1)検査・診断を受けた歯科医師(前医)にセカンドオピニオンを受けたい旨伝える
2)前医から紹介状および資料(初診時および治療経過:模型、口腔内写真、顔面写真、セファロ、パノラマなど)を受けとる(資料作成費用:10,000円から30,000円ほど)
3)セカンドオピニオンを受けたい歯科医師(後医)に連絡をとり、資料を持参する(セカンドオピニオン費用:10,000円から30,000円ほど)
4)資料をもとに、後医から治療に対する考え(意見)を伺い、文書を受け取り前医に報告する
5)必ず元の医療機関へお戻りいただきます
6)前医とご相談の結果、他院での診療をご希望の場合は改めて、前医からの紹介状をいただき、転医の手続きが必要となります。
7)転医を行う場合(病院を変える場合)は今後の治療費の問題がございますので、費用についてもご相談ください。
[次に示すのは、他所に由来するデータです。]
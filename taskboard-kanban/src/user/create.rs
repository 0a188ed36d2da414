//! CreateUser command

use crate::context::KanbanContext;
use crate::error::KanbanError;
use crate::execution::{logged, operation};
use crate::types::User;
use serde::{Deserialize, Serialize};
use serde_json::Value;
use taskboard_operations::{async_trait, Execute, ExecutionResult};

/// Add a user record
#[derive(Debug, Deserialize, Serialize)]
pub struct CreateUser {
    pub email: String,
    pub name: Option<String>,
    pub avatar: Option<String>,
}

operation!(CreateUser, verb = "create", noun = "user", description = "Create a user record");

impl CreateUser {
    pub fn new(email: impl Into<String>) -> Self {
        Self {
            email: email.into(),
            name: None,
            avatar: None,
        }
    }

    pub fn with_name(mut self, name: impl Into<String>) -> Self {
        self.name = Some(name.into());
        self
    }

    pub fn with_avatar(mut self, avatar: impl Into<String>) -> Self {
        self.avatar = Some(avatar.into());
        self
    }
}

#[async_trait]
impl Execute<KanbanContext, KanbanError> for CreateUser {
    async fn execute(&self, ctx: &KanbanContext) -> ExecutionResult<Value, KanbanError> {
        logged(self, async {
            let email = self.email.trim();
            if !email.contains('@') {
                return Err(KanbanError::invalid_value("email", format!("'{email}' is not an email address")));
            }

            let name = self.name.clone().unwrap_or_else(|| User::default_name(email));
            let mut user = User::new(email, name);
            user.avatar = self.avatar.clone();
            ctx.create_user(&user).await?;
            Ok(serde_json::to_value(&user)?)
        })
        .await
    }
}

#[cfg(test)]
mod tests {
    use super::*;
    use crate::user::ListUsers;

    #[tokio::test]
    async fn test_create_and_list() {
        let ctx = KanbanContext::in_memory();
        CreateUser::new("john@example.com")
            .with_name("John Doe")
            .execute(&ctx)
            .await
            .into_result()
            .unwrap();
        CreateUser::new("jane@example.com")
            .execute(&ctx)
            .await
            .into_result()
            .unwrap();

        let users = ListUsers::new().execute(&ctx).await.into_result().unwrap();
        let mut names: Vec<_> = users
            .as_array()
            .unwrap()
            .iter()
            .map(|u| u["name"].as_str().unwrap().to_string())
            .collect();
        names.sort();
        assert_eq!(names, ["John Doe", "jane"]);
    }

    #[tokio::test]
    async fn test_rejects_bad_email() {
        let ctx = KanbanContext::in_memory();
        let result = CreateUser::new("nobody").execute(&ctx).await.into_result();
        assert!(matches!(result, Err(KanbanError::InvalidValue { .. })));
    }
}
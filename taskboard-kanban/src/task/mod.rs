//! Task commands
//!
//! Tasks live inside their board document, so every task command is a
//! read-modify-write of the board's `columns` array.

mod add;
mod checklist;
mod delete;
mod mv;
mod update;

pub use add::AddTask;
pub use checklist::{AddChecklistItem, RemoveChecklistItem, ToggleChecklistItem};
pub use delete::DeleteTask;
pub use mv::{apply_move, MoveTask};
pub use update::UpdateTask;

use crate::context::KanbanContext;
use crate::error::{KanbanError, Result};
use crate::types::{Board, BoardId, ColumnId, Task, TaskId};
use chrono::Utc;

/// Read a board and locate a task in one of its columns, returning the
/// board with the column and task indices.
pub(crate) async fn locate_task(
    ctx: &KanbanContext,
    board_id: &BoardId,
    column_id: &ColumnId,
    task_id: &TaskId,
) -> Result<(Board, usize, usize)> {
    let board = ctx.read_board(board_id).await?;
    let column_index = board
        .column_index(column_id)
        .ok_or_else(|| KanbanError::column_not_found(column_id))?;
    let task_index = board.columns[column_index]
        .tasks
        .iter()
        .position(|t| &t.id == task_id)
        .ok_or_else(|| KanbanError::task_not_found(task_id))?;
    Ok((board, column_index, task_index))
}

/// Stamp a task as touched by the signed-in user, keeping the previous
/// `updatedBy` when nobody is signed in
pub(crate) fn touch(task: &mut Task, ctx: &KanbanContext) {
    task.updated_at = Utc::now();
    if let Some(email) = ctx.session_email() {
        task.updated_by = Some(email);
    }
}
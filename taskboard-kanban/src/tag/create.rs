//! CreateTag command

use super::validate_color;
use crate::context::KanbanContext;
use crate::error::KanbanError;
use crate::execution::{logged, operation};
use crate::types::{Tag, TagId};
use serde::{Deserialize, Serialize};
use serde_json::Value;
use taskboard_operations::{async_trait, Execute, ExecutionResult};

/// Create a tag. Without an explicit id a fresh one is generated.
#[derive(Debug, Deserialize, Serialize)]
pub struct CreateTag {
    pub id: Option<TagId>,
    pub name: String,
    pub color: String,
    pub description: Option<String>,
}

operation!(CreateTag, verb = "create", noun = "tag", description = "Create a tag");

impl CreateTag {
    pub fn new(name: impl Into<String>, color: impl Into<String>) -> Self {
        Self {
            id: None,
            name: name.into(),
            color: color.into(),
            description: None,
        }
    }

    /// Use a fixed id, e.g. for seeded data
    pub fn with_id(mut self, id: impl Into<TagId>) -> Self {
        self.id = Some(id.into());
        self
    }

    pub fn with_description(mut self, description: impl Into<String>) -> Self {
        self.description = Some(description.into());
        self
    }
}

#[async_trait]
impl Execute<KanbanContext, KanbanError> for CreateTag {
    async fn execute(&self, ctx: &KanbanContext) -> ExecutionResult<Value, KanbanError> {
        logged(self, async {
            if self.name.trim().is_empty() {
                return Err(KanbanError::invalid_value("name", "tag name cannot be empty"));
            }
            validate_color(&self.color)?;

            let mut tag = Tag::new(self.name.trim(), &self.color);
            if let Some(id) = &self.id {
                tag.id = id.clone();
            }
            tag.description = self.description.clone();

            ctx.create_tag(&tag).await?;
            Ok(serde_json::to_value(&tag)?)
        })
        .await
    }
}
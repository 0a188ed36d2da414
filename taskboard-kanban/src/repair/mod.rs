//! Duplicate task id diagnosis and repair
//!
//! Task ids are generated client-side from a timestamp and a short random
//! suffix, so two tasks in one column can end up sharing an id. Diagnosis is
//! read-only. Repair renames every later occurrence of a repeated id and
//! normalizes `order` to the array index; it never deletes a task.

mod diagnose;
mod fix;

pub use diagnose::{
    diagnose_board, BoardDiagnosis, ColumnDiagnosis, DiagnoseDuplicates, DiagnosisReport,
    DuplicateId,
};
pub use fix::{fix_board, BoardRepair, FixDuplicates, RenamedTask, RepairReport};
//! MoveTask command

use crate::context::KanbanContext;
use crate::error::{KanbanError, Result};
use crate::execution::{logged, operation};
use crate::types::{Board, BoardId, ColumnId, TaskId};
use chrono::{DateTime, Utc};
use serde::{Deserialize, Serialize};
use serde_json::Value;
use taskboard_operations::{async_trait, Execute, ExecutionResult};

/// Move a task to a position in a column, or reorder it within its own column.
///
/// `is_last_column` is trusted as given: when true the moved task gets a
/// fresh `completedDate`. A move into any other column never clears one.
#[derive(Debug, Clone, Deserialize, Serialize)]
#[serde(rename_all = "camelCase")]
pub struct MoveTask {
    pub board_id: BoardId,
    pub source_column_id: ColumnId,
    pub destination_column_id: ColumnId,
    pub task_id: TaskId,
    /// Index in the destination column; past the end appends
    pub new_position: usize,
    #[serde(default)]
    pub is_last_column: bool,
}

operation!(MoveTask, verb = "move", noun = "task", description = "Move a task to a column and position");

impl MoveTask {
    pub fn new(
        board_id: impl Into<BoardId>,
        task_id: impl Into<TaskId>,
        source_column_id: impl Into<ColumnId>,
        destination_column_id: impl Into<ColumnId>,
        new_position: usize,
    ) -> Self {
        Self {
            board_id: board_id.into(),
            source_column_id: source_column_id.into(),
            destination_column_id: destination_column_id.into(),
            task_id: task_id.into(),
            new_position,
            is_last_column: false,
        }
    }

    /// Reorder a task inside the column it already lives in
    pub fn reorder(
        board_id: impl Into<BoardId>,
        task_id: impl Into<TaskId>,
        column_id: impl Into<ColumnId>,
        new_position: usize,
    ) -> Self {
        let column_id = column_id.into();
        Self::new(board_id, task_id, column_id.clone(), column_id, new_position)
    }

    pub fn into_last_column(mut self, is_last: bool) -> Self {
        self.is_last_column = is_last;
        self
    }
}

/// Apply a move to an in-memory board.
///
/// On success the source and destination columns are both contiguous
/// (`order == index`) and the board holds the same number of tasks as before.
/// On error the board is untouched.
pub fn apply_move(board: &mut Board, mv: &MoveTask, now: DateTime<Utc>) -> Result<()> {
    let si = board
        .column_index(&mv.source_column_id)
        .ok_or_else(|| KanbanError::column_not_found(&mv.source_column_id))?;
    let di = board
        .column_index(&mv.destination_column_id)
        .ok_or_else(|| KanbanError::column_not_found(&mv.destination_column_id))?;
    let ti = board.columns[si]
        .tasks
        .iter()
        .position(|t| t.id == mv.task_id)
        .ok_or_else(|| KanbanError::task_not_found(&mv.task_id))?;

    let mut task = board.columns[si].tasks.remove(ti);
    let destination = &mut board.columns[di];
    task.status = destination.name.clone();
    task.updated_at = now;
    if mv.is_last_column {
        task.completed_date = Some(now);
    }

    let at = mv.new_position.min(destination.tasks.len());
    destination.tasks.insert(at, task);
    destination.renumber();
    if si != di {
        board.columns[si].renumber();
    }

    tracing::debug!(
        task = %mv.task_id,
        from = %mv.source_column_id,
        to = %mv.destination_column_id,
        position = at,
        "task moved"
    );
    Ok(())
}

#[async_trait]
impl Execute<KanbanContext, KanbanError> for MoveTask {
    async fn execute(&self, ctx: &KanbanContext) -> ExecutionResult<Value, KanbanError> {
        logged(self, async {
            let mut board = ctx.read_board(&self.board_id).await?;
            let now = Utc::now();
            apply_move(&mut board, self, now)?;
            ctx.write_columns(&board.id, &board.columns, now).await?;
            Ok(Value::Null)
        })
        .await
    }
}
*患者さんご本人への相談を原則としますが、やむを得ぬ事情により患者さんご本人が来院出来ない場合は、ご家族も対象とします。その際は、ご本人の委任状が必要です。

3.矯正歯科治療後の段階

矯正歯科治療終了後で過去に行われた治療について、別の歯科医師に相談することは、本来のセカンドオピニオンではありません。

 

B.セカンドオピニオンの料金

・健康保険は適応されません(自費診療の扱いになります)
・相談は時間を決めて行い、その料金には歯科医師への報告文書作成時間も含まれます
・セカンドオピニオンのための資料を作成する場合も、セカンドオピニオンを受け、報告書を作成する場合もそれぞれに通常10,000円から30,000円ほどかかります。
(詳細は、直接担当医に確認ください)

 

C.セカンドオピニオンを受ける診療所

公益社団法人日本臨床矯正歯科医会 会員診療所
https://www.jpao.jp/search

を推奨いたします。
ただし、セカンドオピニオンを受け付けていない診療所もありますので、ご確認ください。

 

D.セカンドオピニオンをお受けできない場合

1)患者さん本人以外からの相談の場合
2)患者さんご本人以外の方で、患者さん本人からの委任状をご持参頂けない場合
3)最初から転院を希望されている場合
4)患者さん本人が、死亡されている場合
5)主治医に対する不満、医療事故・医療過誤及び訴訟に発展する可能性が危惧される相談の場合

 

本会診療所で診断・治療を受け、他診療所でセカンドオピニオンを受けたい方

本会診療所で検査・診断・治療を受け、他診療所でセカンドオピニオンを希望される場合は、紹介状および資料(初診時及び資料経過:模型、口腔内写真、顔面写真、セファロ、パノラマなど)をお渡しします。

セカンドオピニオンをお受けになった診療所から必ず、報告書を頂いてきて下さい。